:: ABOUT THIS TASK ::
The material below contains a line with "pub fn load(explicit: Option<&Path>)" and a line with "let data = std::fs::read_to_string(&path)". Copy exactly those two lines and all lines between them.
AVAILABLE RECORDS Start Marker
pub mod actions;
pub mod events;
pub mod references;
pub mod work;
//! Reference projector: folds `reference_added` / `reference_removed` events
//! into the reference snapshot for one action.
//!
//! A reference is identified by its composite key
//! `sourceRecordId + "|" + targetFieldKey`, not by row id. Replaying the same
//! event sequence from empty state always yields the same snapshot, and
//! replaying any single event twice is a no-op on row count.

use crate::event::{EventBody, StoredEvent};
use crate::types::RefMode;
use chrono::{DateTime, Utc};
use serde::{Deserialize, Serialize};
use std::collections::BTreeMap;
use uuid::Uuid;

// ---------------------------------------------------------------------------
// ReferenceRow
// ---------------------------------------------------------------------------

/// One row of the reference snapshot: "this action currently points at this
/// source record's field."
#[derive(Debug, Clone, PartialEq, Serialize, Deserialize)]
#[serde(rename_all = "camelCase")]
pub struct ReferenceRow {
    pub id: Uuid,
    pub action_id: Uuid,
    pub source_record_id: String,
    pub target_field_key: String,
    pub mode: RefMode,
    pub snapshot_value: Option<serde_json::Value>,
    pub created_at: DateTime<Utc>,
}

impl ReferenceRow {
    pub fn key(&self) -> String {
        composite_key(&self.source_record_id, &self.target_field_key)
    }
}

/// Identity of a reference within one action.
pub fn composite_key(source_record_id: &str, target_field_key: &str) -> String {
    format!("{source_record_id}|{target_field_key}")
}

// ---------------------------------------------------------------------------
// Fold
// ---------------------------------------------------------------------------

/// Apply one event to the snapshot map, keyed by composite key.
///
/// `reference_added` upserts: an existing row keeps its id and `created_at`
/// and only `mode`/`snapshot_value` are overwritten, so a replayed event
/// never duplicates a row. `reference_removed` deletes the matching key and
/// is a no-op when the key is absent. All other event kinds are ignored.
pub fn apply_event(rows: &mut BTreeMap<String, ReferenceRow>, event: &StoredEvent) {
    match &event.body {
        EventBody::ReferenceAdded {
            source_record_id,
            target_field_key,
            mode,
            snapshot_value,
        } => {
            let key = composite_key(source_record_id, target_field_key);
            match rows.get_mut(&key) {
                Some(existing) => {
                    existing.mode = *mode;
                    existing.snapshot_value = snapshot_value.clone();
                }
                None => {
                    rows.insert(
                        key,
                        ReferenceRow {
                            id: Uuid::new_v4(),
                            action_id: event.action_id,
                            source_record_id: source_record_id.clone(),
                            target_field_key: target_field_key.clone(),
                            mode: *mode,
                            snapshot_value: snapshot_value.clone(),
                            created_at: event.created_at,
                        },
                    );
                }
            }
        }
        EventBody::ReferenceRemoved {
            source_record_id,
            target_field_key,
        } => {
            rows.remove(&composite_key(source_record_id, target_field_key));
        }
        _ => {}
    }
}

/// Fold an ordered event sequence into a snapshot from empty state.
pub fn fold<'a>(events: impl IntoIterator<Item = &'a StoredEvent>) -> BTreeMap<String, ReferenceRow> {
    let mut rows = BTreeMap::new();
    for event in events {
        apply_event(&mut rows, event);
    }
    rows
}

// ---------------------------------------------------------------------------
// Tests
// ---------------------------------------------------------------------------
AVAILABLE RECORDS End Marker
AVAILABLE RECORDS Start Marker
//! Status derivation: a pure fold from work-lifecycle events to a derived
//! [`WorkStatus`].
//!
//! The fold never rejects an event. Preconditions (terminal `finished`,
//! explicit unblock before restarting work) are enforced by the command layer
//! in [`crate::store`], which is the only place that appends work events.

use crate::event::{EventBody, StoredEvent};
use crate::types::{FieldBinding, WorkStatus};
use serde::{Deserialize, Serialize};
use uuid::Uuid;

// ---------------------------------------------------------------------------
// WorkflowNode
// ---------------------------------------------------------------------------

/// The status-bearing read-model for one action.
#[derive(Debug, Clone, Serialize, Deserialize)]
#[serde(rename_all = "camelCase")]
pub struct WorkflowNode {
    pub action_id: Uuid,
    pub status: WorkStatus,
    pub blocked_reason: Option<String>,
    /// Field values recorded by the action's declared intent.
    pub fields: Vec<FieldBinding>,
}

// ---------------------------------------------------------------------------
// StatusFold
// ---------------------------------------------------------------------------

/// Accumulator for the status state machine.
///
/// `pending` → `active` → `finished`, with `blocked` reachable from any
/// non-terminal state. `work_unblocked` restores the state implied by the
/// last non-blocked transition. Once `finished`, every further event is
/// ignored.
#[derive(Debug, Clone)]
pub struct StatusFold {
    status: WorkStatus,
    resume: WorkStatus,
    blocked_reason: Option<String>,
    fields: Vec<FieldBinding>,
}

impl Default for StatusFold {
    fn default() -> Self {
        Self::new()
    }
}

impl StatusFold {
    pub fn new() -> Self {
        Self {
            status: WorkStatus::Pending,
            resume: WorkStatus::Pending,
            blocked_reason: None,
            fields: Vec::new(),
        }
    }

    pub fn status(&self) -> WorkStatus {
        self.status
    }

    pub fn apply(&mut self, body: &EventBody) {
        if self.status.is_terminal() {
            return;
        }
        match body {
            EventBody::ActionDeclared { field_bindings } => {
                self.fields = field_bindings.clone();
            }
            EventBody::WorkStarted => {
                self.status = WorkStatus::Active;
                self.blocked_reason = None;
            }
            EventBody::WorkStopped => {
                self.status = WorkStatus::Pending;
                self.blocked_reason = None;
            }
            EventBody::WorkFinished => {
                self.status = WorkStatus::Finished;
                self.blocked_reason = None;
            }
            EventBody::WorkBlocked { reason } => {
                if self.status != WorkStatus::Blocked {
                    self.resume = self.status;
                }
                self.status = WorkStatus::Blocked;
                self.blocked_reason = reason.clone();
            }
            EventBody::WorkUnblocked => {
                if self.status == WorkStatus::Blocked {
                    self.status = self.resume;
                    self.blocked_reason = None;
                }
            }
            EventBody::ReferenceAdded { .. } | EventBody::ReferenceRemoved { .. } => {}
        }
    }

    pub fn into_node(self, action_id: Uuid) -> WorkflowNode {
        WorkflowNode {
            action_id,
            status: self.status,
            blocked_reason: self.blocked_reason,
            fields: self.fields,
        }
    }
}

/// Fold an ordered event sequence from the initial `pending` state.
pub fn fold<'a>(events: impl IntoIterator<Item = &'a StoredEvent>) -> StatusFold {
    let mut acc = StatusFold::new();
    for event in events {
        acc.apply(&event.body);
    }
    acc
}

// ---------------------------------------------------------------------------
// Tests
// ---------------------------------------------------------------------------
AVAILABLE RECORDS End Marker
AVAILABLE RECORDS Start Marker
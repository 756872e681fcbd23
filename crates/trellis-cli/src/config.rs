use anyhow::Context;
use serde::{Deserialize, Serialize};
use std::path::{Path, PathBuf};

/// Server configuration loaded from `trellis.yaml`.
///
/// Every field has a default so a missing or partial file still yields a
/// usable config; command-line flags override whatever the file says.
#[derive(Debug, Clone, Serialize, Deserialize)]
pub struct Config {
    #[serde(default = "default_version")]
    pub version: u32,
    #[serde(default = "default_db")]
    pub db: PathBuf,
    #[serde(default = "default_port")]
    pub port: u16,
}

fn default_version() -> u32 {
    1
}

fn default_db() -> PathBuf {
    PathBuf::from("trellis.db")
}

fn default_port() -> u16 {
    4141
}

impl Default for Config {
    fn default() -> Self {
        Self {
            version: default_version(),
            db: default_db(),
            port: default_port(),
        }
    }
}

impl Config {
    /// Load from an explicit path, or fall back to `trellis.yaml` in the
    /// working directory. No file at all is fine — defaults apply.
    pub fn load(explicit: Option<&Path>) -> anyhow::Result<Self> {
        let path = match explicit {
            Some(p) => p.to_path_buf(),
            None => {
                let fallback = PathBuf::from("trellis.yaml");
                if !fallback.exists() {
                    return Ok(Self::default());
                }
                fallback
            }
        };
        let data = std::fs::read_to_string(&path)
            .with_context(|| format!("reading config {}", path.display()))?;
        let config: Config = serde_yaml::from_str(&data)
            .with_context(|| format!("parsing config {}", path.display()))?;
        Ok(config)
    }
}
AVAILABLE RECORDS End Marker
:: ANSWER SECTION ::
    pub fn load(explicit: Option<&Path>) -> anyhow::Result<Self> {
        let path = match explicit {
            Some(p) => p.to_path_buf(),
            None => {
                let fallback = PathBuf::from("trellis.yaml");
                if !fallback.exists() {
                    return Ok(Self::default());
                }
                fallback
            }
        };
        let data = std::fs::read_to_string(&path)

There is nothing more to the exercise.